While the domestic component of FG’s debt service declined y/y to ₦609.1bn in Q1:2020 from ₦610.2bn, we saw pressures from external debt servicing. The external debt servicing cost rose 32.3% y/y to $472.6m driven by a broad-based increase across commercial, multilateral and bilateral debt. In Naira terms, this translated to an external debt servicing cost of ₦170.1bn which was 55.1% higher than in the corresponding period of 2019 due to the devaluation of the official exchange rate. Given the currency effect, we estimate that FG’s debt mix has improved to 36.5% for external debt from 34.4% in 2019, much closer to the 40.0% target.
Debt Sustainability amid the Revised 2020 Budget and 2021-2023 MTEF
Considering the revenue shock brought by COVID-19 and the resulting record fiscal deficit, we expect the FG’s debt sustainability to worsen in 2020. The Q1:2020 debt data already provided insight into what to expect with debt service to revenue ratio at 99.2% for the FG. Beyond Q1, there has been little improvement as revenue performance between January and May 2020 was ₦1.5tn, 44.0% lower than projections.

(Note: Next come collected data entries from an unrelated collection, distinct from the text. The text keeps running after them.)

//! Log events emitted by the tokenizer

use super::codes::{self, Code};
use crate::config::compile_time::logging::MAX_LOG_MESSAGE_LENGTH;
use crate::utils::Span;
use serde::{Deserialize, Serialize};
use std::collections::BTreeMap;
use std::time::SystemTime;

/// Log severity levels
#[derive(Debug, Clone, Copy, PartialEq, Eq, PartialOrd, Ord, Serialize, Deserialize)]
#[serde(rename_all = "lowercase")]
pub enum LogLevel {
    Error = 0,
    Warning = 1,
    Info = 2,
    Debug = 3,
}

impl LogLevel {
    pub fn as_str(&self) -> &'static str {
        match self {
            LogLevel::Error => "ERROR",
            LogLevel::Warning => "WARN",
            LogLevel::Info => "INFO",
            LogLevel::Debug => "DEBUG",
        }
    }
}

/// Core log event structure
#[derive(Debug, Clone)]
pub struct LogEvent {
    pub timestamp: SystemTime,
    pub level: LogLevel,
    pub code: Code,
    pub message: String,
    pub span: Option<Span>,
    pub context: BTreeMap<String, String>,
}

impl LogEvent {
    fn with_level(level: LogLevel, code: Code, message: &str) -> Self {
        let message = match message.char_indices().nth(MAX_LOG_MESSAGE_LENGTH) {
            Some((cut, _)) => format!("{}...", &message[..cut]),
            None => message.to_string(),
        };

        Self {
            timestamp: SystemTime::now(),
            level,
            code,
            message,
            span: None,
            context: BTreeMap::new(),
        }
    }

    pub fn error(error_code: Code, message: &str) -> Self {
        Self::with_level(LogLevel::Error, error_code, message)
    }

    /// Warning without a specific code
    pub fn warning(message: &str) -> Self {
        Self::with_level(LogLevel::Warning, Code::new("W000"), message)
    }

    /// Info without a specific code
    pub fn info(message: &str) -> Self {
        Self::with_level(LogLevel::Info, Code::new("I000"), message)
    }

    /// Info carrying a success code
    pub fn success(success_code: Code, message: &str) -> Self {
        Self::with_level(LogLevel::Info, success_code, message)
    }

    pub fn debug(message: &str) -> Self {
        Self::with_level(LogLevel::Debug, Code::new("D000"), message)
    }

    pub fn with_span(mut self, span: Span) -> Self {
        self.span = Some(span);
        self
    }

    pub fn with_context(mut self, key: &str, value: &str) -> Self {
        self.context.insert(key.to_string(), value.to_string());
        self
    }

    pub fn is_error(&self) -> bool {
        self.level == LogLevel::Error
    }

    pub fn is_info(&self) -> bool {
        self.level == LogLevel::Info
    }

    pub fn severity(&self) -> &'static str {
        codes::get_severity(self.code.as_str()).as_str()
    }

    pub fn category(&self) -> &'static str {
        codes::get_category(self.code.as_str())
    }

    pub fn description(&self) -> &'static str {
        codes::get_description(self.code.as_str())
    }

    pub fn recommended_action(&self) -> &'static str {
        codes::get_action(self.code.as_str())
    }

    /// One-line text form: `[LEVEL] CODE - message at line:col`
    pub fn format(&self) -> String {
        let span_str = self
            .span
            .as_ref()
            .map(|s| format!(" at {}", s.start()))
            .unwrap_or_default();

        let context_str = if self.context.is_empty() {
            String::new()
        } else {
            let pairs: Vec<String> = self
                .context
                .iter()
                .map(|(k, v)| format!("{}={}", k, v))
                .collect();
            format!(" ({})", pairs.join(", "))
        };

        format!(
            "[{}] {} - {}{}{}",
            self.level.as_str(),
            self.code.as_str(),
            self.message,
            span_str,
            context_str
        )
    }

    /// Format as JSON for structured logging
    pub fn format_json(&self) -> Result<String, serde_json::Error> {
        let timestamp = self
            .timestamp
            .duration_since(std::time::UNIX_EPOCH)
            .unwrap_or_default()
            .as_secs();

        let mut json = serde_json::json!({
            "timestamp": timestamp,
            "level": self.level.as_str(),
            "code": self.code.as_str(),
            "message": self.message,
            "category": self.category(),
            "severity": self.severity(),
        });

        if self.is_error() {
            json["error_metadata"] = serde_json::json!({
                "description": self.description(),
                "recommended_action": self.recommended_action(),
            });
        }

        if let Some(span) = &self.span {
            json["span"] = serde_json::json!({
                "start_line": span.start().line,
                "start_column": span.start().column,
                "end_line": span.end().line,
                "end_column": span.end().column,
            });
        }

        if !self.context.is_empty() {
            json["context"] = serde_json::to_value(&self.context)?;
        }

        serde_json::to_string(&json)
    }
}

With a ₦301.0bn increase in 2020 expenditure to ₦10.8tn to support Nigeria’s COVID-19 response, fiscal deficit is expected at ₦5.0tn in 2020 or 3.6% of GDP, beyond the 3.0% threshold established by the Fiscal Responsibility Act.
We estimate that this would raise public debt to GDP to 24.6% from 19.0% in 2019. The 2021-2023 MTEF also proposes aggressive borrowing plans as the fiscal deficit is expected to reach ₦5.2tn in 2021, driven by revenue and expenditure projections of ₦7.0tn and ₦11.9tn respectively. Without measures to increase revenue and rein in spending through cuts to energy subsidies, we believe FG’s debt sustainability would deteriorate quickly.